DATA:
☆ ☆ ☆

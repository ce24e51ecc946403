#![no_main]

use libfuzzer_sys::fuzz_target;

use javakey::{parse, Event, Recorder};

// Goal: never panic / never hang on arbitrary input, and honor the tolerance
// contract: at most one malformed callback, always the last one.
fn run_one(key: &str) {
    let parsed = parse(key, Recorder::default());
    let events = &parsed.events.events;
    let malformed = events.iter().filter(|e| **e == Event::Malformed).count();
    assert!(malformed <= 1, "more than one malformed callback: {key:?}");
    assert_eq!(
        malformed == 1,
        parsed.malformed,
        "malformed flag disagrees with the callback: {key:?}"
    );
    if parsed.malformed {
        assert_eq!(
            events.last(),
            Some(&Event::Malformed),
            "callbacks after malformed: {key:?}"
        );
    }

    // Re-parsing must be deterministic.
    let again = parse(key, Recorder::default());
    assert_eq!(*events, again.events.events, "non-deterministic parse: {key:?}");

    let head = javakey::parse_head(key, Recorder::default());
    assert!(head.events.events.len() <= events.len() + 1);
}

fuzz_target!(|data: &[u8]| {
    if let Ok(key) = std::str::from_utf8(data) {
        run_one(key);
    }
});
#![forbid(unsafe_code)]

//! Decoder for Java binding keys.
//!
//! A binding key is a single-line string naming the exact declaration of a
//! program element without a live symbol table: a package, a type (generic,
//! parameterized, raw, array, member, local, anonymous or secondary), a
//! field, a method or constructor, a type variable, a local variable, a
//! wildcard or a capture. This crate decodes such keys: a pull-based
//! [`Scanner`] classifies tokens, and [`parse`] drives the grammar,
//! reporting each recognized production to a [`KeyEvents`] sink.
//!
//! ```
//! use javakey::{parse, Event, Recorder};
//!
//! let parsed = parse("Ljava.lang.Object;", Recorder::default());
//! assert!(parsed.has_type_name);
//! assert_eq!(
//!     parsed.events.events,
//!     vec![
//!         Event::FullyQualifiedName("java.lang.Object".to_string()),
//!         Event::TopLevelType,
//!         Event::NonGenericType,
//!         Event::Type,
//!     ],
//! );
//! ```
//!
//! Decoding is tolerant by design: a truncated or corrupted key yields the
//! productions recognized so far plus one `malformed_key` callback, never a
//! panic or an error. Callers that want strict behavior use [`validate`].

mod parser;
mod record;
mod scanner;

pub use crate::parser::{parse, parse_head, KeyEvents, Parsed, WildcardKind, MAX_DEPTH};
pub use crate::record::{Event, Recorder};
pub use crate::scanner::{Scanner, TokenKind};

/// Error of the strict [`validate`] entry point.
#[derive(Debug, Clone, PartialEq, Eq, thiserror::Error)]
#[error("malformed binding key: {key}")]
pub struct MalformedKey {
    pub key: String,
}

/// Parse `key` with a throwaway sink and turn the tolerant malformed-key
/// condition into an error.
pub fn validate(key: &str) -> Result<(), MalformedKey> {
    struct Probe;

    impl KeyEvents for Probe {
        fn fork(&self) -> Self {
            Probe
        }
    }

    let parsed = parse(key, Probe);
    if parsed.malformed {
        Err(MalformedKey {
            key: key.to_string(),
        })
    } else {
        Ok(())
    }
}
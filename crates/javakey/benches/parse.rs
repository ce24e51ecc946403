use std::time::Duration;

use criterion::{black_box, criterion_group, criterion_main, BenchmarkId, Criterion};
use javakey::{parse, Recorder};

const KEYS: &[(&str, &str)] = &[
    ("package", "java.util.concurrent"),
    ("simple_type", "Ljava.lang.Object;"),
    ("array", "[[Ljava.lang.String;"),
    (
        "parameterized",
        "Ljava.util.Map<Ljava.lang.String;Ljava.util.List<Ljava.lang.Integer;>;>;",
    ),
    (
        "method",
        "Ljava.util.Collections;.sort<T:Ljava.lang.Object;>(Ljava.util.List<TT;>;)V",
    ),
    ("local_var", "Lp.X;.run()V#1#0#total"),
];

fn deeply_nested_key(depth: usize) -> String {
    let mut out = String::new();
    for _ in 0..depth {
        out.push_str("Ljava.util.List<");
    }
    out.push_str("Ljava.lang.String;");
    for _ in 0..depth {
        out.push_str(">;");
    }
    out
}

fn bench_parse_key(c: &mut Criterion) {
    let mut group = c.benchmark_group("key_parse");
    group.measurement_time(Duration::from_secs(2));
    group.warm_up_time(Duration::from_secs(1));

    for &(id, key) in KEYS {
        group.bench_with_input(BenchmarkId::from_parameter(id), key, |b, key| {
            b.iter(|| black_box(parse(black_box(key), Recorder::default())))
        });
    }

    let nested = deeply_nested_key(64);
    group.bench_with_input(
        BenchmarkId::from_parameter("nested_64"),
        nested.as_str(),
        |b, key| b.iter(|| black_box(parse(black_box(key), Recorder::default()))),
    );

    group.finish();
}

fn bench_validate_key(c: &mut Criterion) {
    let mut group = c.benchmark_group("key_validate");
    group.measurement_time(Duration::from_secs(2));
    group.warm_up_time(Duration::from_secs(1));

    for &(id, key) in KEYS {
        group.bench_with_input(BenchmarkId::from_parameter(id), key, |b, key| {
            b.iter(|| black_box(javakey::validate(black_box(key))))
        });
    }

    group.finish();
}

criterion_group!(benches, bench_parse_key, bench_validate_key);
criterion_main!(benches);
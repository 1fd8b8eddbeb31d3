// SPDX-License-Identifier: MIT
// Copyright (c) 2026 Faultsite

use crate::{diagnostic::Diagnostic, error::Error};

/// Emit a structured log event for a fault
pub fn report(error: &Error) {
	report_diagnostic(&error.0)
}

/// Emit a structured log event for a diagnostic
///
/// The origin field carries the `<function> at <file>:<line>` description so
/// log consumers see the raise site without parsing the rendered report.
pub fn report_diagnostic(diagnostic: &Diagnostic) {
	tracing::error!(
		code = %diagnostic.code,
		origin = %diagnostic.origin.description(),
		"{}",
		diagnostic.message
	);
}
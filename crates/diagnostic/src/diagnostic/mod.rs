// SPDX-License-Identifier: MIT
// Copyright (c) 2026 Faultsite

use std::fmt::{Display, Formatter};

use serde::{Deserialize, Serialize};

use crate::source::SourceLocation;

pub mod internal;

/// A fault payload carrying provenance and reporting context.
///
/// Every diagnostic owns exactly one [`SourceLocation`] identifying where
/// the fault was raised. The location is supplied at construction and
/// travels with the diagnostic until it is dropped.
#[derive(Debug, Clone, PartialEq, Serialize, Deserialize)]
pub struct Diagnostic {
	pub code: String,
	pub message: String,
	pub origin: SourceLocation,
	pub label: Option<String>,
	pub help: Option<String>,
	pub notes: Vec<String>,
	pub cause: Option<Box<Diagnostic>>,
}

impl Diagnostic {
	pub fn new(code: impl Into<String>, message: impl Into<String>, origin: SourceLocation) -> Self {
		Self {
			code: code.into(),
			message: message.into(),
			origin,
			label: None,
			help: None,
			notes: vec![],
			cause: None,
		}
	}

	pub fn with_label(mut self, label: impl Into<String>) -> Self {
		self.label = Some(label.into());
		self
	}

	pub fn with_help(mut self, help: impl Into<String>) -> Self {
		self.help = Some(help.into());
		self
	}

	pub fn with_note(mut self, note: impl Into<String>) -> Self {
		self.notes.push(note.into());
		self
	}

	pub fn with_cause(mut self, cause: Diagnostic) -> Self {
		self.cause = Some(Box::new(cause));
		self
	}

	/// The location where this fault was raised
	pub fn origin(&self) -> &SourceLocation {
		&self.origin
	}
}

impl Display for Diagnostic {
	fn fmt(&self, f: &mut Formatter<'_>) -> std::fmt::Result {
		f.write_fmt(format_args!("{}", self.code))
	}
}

☆ ☆ ☆

From the opening line of the data above through the line that contains "let head = javakey::parse_head(key, Recorder::default());", please print each line as it stands and only those lines.

WRITTEN RESPONSE:
repository ce24e51ecc946403
#![no_main]

use libfuzzer_sys::fuzz_target;

use javakey::{parse, Event, Recorder};

// Goal: never panic / never hang on arbitrary input, and honor the tolerance
// contract: at most one malformed callback, always the last one.
fn run_one(key: &str) {
    let parsed = parse(key, Recorder::default());
    let events = &parsed.events.events;
    let malformed = events.iter().filter(|e| **e == Event::Malformed).count();
    assert!(malformed <= 1, "more than one malformed callback: {key:?}");
    assert_eq!(
        malformed == 1,
        parsed.malformed,
        "malformed flag disagrees with the callback: {key:?}"
    );
    if parsed.malformed {
        assert_eq!(
            events.last(),
            Some(&Event::Malformed),
            "callbacks after malformed: {key:?}"
        );
    }

    // Re-parsing must be deterministic.
    let again = parse(key, Recorder::default());
    assert_eq!(*events, again.events.events, "non-deterministic parse: {key:?}");

    let head = javakey::parse_head(key, Recorder::default());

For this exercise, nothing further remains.